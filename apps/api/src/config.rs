use anyhow::{Context, Result};

use crate::llm_client::Provider;

/// Application configuration loaded from environment variables.
///
/// Every LLM key is optional: a missing key leaves that provider unconfigured
/// and all of its calls take the local fallback path.
#[derive(Debug, Clone)]
pub struct Config {
    /// Postgres URL for the `daily_news` table. In-memory store when absent.
    pub database_url: Option<String>,
    pub kimi_api_key: Option<String>,
    pub kimi_base_url: String,
    pub tuzi_api_key: Option<String>,
    pub tuzi_base_url: String,
    pub port: u16,
    pub rust_log: String,
    /// How many matches the pipeline returns after sorting.
    pub match_limit: usize,
    /// Score candidates with the LLM (falling back to keywords) instead of keywords only.
    pub enable_llm_matching: bool,
    pub news_retention_days: i64,
}

impl Config {
    pub fn from_env() -> Result<Self> {
        dotenvy::dotenv().ok(); // load .env if present; ignore if missing

        Ok(Config {
            database_url: optional_env("DATABASE_URL"),
            kimi_api_key: optional_env("KIMI_API_KEY"),
            kimi_base_url: optional_env("KIMI_BASE_URL")
                .unwrap_or_else(|| Provider::Moonshot.default_base_url().to_string()),
            tuzi_api_key: optional_env("TUZI_API_KEY"),
            tuzi_base_url: optional_env("TUZI_BASE_URL")
                .unwrap_or_else(|| Provider::Tuzi.default_base_url().to_string()),
            port: parse_env("PORT", 8080).context("PORT must be a valid port number")?,
            rust_log: std::env::var("RUST_LOG").unwrap_or_else(|_| "info".to_string()),
            match_limit: parse_env("MATCH_LIMIT", 10)
                .context("MATCH_LIMIT must be a positive integer")?,
            enable_llm_matching: parse_env("ENABLE_LLM_MATCHING", true)
                .context("ENABLE_LLM_MATCHING must be true or false")?,
            news_retention_days: parse_env("NEWS_RETENTION_DAYS", 3)
                .context("NEWS_RETENTION_DAYS must be an integer")?,
        })
    }
}

/// Reads an env var, treating unset and blank the same.
fn optional_env(key: &str) -> Option<String> {
    std::env::var(key)
        .ok()
        .map(|v| v.trim().to_string())
        .filter(|v| !v.is_empty())
}

fn parse_env<T>(key: &str, default: T) -> Result<T>
where
    T: std::str::FromStr,
    T::Err: std::error::Error + Send + Sync + 'static,
{
    match optional_env(key) {
        Some(raw) => raw
            .parse::<T>()
            .with_context(|| format!("Invalid value '{raw}' for '{key}'")),
        None => Ok(default),
    }
}

#[cfg(test)]
impl Config {
    /// Configuration with no external services: every LLM call falls back.
    pub fn offline() -> Self {
        Config {
            database_url: None,
            kimi_api_key: None,
            kimi_base_url: Provider::Moonshot.default_base_url().to_string(),
            tuzi_api_key: None,
            tuzi_base_url: Provider::Tuzi.default_base_url().to_string(),
            port: 0,
            rust_log: "debug".to_string(),
            match_limit: 10,
            enable_llm_matching: true,
            news_retention_days: 3,
        }
    }
}
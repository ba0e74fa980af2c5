mod assessment;
mod config;
mod db;
mod errors;
mod llm_client;
mod matching;
mod models;
mod news;
mod normalize;
mod report;
mod routes;
mod state;

use anyhow::Result;
use std::net::SocketAddr;
use tower_http::{cors::CorsLayer, trace::TraceLayer};
use tracing::{info, warn};
use tracing_subscriber::{layer::SubscriberExt, util::SubscriberInitExt, EnvFilter};

use std::sync::Arc;

use crate::config::Config;
use crate::db::create_pool;
use crate::llm_client::{LlmClient, Provider};
use crate::matching::catalog::CompanyCatalog;
use crate::matching::scoring::{CompanyScorer, KeywordCompanyScorer, LlmCompanyScorer};
use crate::news::fetcher::NewsFetcher;
use crate::news::store::{MemoryNewsStore, NewsStore, PgNewsStore};
use crate::routes::build_router;
use crate::state::AppState;

#[tokio::main]
async fn main() -> Result<()> {
    let config = Config::from_env()?;

    // Initialize structured logging
    tracing_subscriber::registry()
        .with(EnvFilter::try_from_default_env().unwrap_or_else(|_| {
            EnvFilter::new(format!("{}={}", env!("CARGO_PKG_NAME"), &config.rust_log))
        }))
        .with(tracing_subscriber::fmt::layer())
        .init();

    info!("Starting Zhaoshang API v{}", env!("CARGO_PKG_VERSION"));

    // Initialize LLM clients
    let llm = LlmClient::new(Provider::Moonshot, config.kimi_api_key.clone())
        .with_base_url(&config.kimi_base_url);
    let news_llm = LlmClient::new(Provider::Tuzi, config.tuzi_api_key.clone())
        .with_base_url(&config.tuzi_base_url);
    for client in [&llm, &news_llm] {
        let provider = client.provider();
        if client.is_configured() {
            info!("LLM client initialized ({provider:?}, model: {})", provider.model());
        } else {
            warn!(
                "{}_API_KEY not set, {provider:?} calls will use local fallbacks",
                provider.key_name()
            );
        }
    }

    // News store: Postgres when configured, in-memory otherwise
    let news_store: Arc<dyn NewsStore> = match &config.database_url {
        Some(url) => Arc::new(PgNewsStore::new(create_pool(url).await?)),
        None => {
            warn!("DATABASE_URL not set, news is cached in memory only");
            Arc::new(MemoryNewsStore::new())
        }
    };
    info!("News store: {}", news_store.backend());

    let catalog = CompanyCatalog::load_embedded()?;
    info!("Company catalog loaded: {} companies", catalog.all().len());

    // Match scorer (LlmCompanyScorer by default, swap via ENABLE_LLM_MATCHING)
    let scorer: Arc<dyn CompanyScorer> = if config.enable_llm_matching {
        Arc::new(LlmCompanyScorer { llm: llm.clone() })
    } else {
        Arc::new(KeywordCompanyScorer)
    };
    info!("Match scorer: {}", scorer.backend());

    // Build app state
    let state = AppState {
        llm,
        news: NewsFetcher::new(news_llm),
        news_store,
        catalog: Arc::new(catalog),
        scorer,
        config: config.clone(),
    };

    // Build router
    let app = build_router(state)
        .layer(TraceLayer::new_for_http())
        .layer(CorsLayer::permissive());

    let addr: SocketAddr = format!("0.0.0.0:{}", config.port).parse()?;
    info!("Listening on {addr}");

    let listener = tokio::net::TcpListener::bind(addr).await?;
    axum::serve(listener, app).await?;

    Ok(())
}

> **Directions**
The lines above that hold the word "local" are the ones to copy.

> **Answer to the problem**
/// and all of its calls take the local fallback path.
                "{}_API_KEY not set, {provider:?} calls will use local fallbacks",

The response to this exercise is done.